Un
esprit qui a écrit sur la décadence de son pays, et qui a fréquenté Ernst Jünger, a forcément des qualités. Il suffit en
tout cas de se plonger dans l'oeuvre d'Emil Cioran pour en mesurer
toute la dimension. Il faut savoir que sa vie n'est pas moins
ordinaire. C'est celle d'un "métèque", ainsi qu'il se
définit, qui a bien su profiter du système (on en connaît de moins
utiles et productifs...). Après avoir assidûment fréquenté le
restaurant universitaire, Cioran se voit signifier, à 40 ans, que
les vivres lui seront coupés. Mais le contribuable ne doit pas
regretter d'avoir encouragé ce parasitage puisqu'il a permis
d'enrichir considérablement notre patrimoine littéraire. Gabriel Liiceanu a bien connu ce porteur de
mauvaises nouvelles et calomniateur de l'univers ; il nous livre non
pas une étude sur son oeuvre complexe et non idéologiquement
convenue, mais des confidences sur une vie assez mal connue.

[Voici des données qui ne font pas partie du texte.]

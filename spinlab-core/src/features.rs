//! Rolling feature windows for an external next-spin classifier.
//!
//! Each window pairs the previous `w` outcomes with the outcome that followed
//! them. Labels use the dozen of the next outcome, with 0 standing for zero.

use serde::{Deserialize, Serialize};

use crate::outcome::{Outcome, OutcomeSequence};

pub const DEFAULT_WINDOW_SIZE: usize = 5;

/// Fewer windows than this are too few to train on.
pub const MIN_TRAINING_WINDOWS: usize = 50;

#[derive(Debug, Clone, PartialEq, Eq, Serialize, Deserialize)]
pub struct FeatureWindow {
    pub features: Vec<u8>,
    pub next: u8,
    pub dozen_label: u8,
}

/// 0 for zero, otherwise the dozen index 1–3.
pub fn dozen_label(outcome: Outcome) -> u8 {
    outcome.dozen().map_or(0, |d| d.index())
}

/// Every (previous `window` outcomes → next outcome) pair, oldest first.
/// Empty when the history is not longer than the window or the window is 0.
pub fn extract_windows(sequence: &OutcomeSequence, window: usize) -> Vec<FeatureWindow> {
    if window == 0 || sequence.len() <= window {
        return Vec::new();
    }
    sequence
        .as_slice()
        .windows(window + 1)
        .map(|w| {
            let (features, next) = w.split_at(window);
            let next = next[0];
            FeatureWindow {
                features: features.iter().map(|o| o.value()).collect(),
                next: next.value(),
                dozen_label: dozen_label(next),
            }
        })
        .collect()
}

#[cfg(test)]
mod tests {
    use super::*;

    fn seq(numbers: &[i64]) -> OutcomeSequence {
        OutcomeSequence::from_numbers(numbers.iter().copied()).unwrap()
    }

    #[test]
    fn windows_slide_by_one() {
        let windows = extract_windows(&seq(&[1, 2, 3, 4, 5]), 3);
        assert_eq!(windows.len(), 2);
        assert_eq!(windows[0].features, vec![1, 2, 3]);
        assert_eq!(windows[0].next, 4);
        assert_eq!(windows[1].features, vec![2, 3, 4]);
        assert_eq!(windows[1].next, 5);
    }

    #[test]
    fn too_short_history_is_empty() {
        assert!(extract_windows(&seq(&[1, 2, 3]), 3).is_empty());
        assert!(extract_windows(&OutcomeSequence::new(), 3).is_empty());
        assert!(extract_windows(&seq(&[1, 2, 3]), 0).is_empty());
    }

    #[test]
    fn labels_follow_dozens() {
        let windows = extract_windows(&seq(&[10, 20, 5, 0, 15, 30, 0, 13]), 5);
        let labels: Vec<u8> = windows.iter().map(|w| w.dozen_label).collect();
        // next outcomes: 30, 0, 13
        assert_eq!(labels, vec![3, 0, 2]);
    }
}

Découvrir l'homme avant ses idées est aussi une façon d'aborder
celles-ci. Ce petit livre agrémenté de photos donne en tout cas au
néophyte l'envie d'en savoir plus sur celui qui a mis un point
d'honneur à fuir la notoriété. Et cette lucidité, qui lui a
paradoxalement tant manqué à la fin de sa vie, est exposée en fin
de volume avec pudeur mais sans artifices.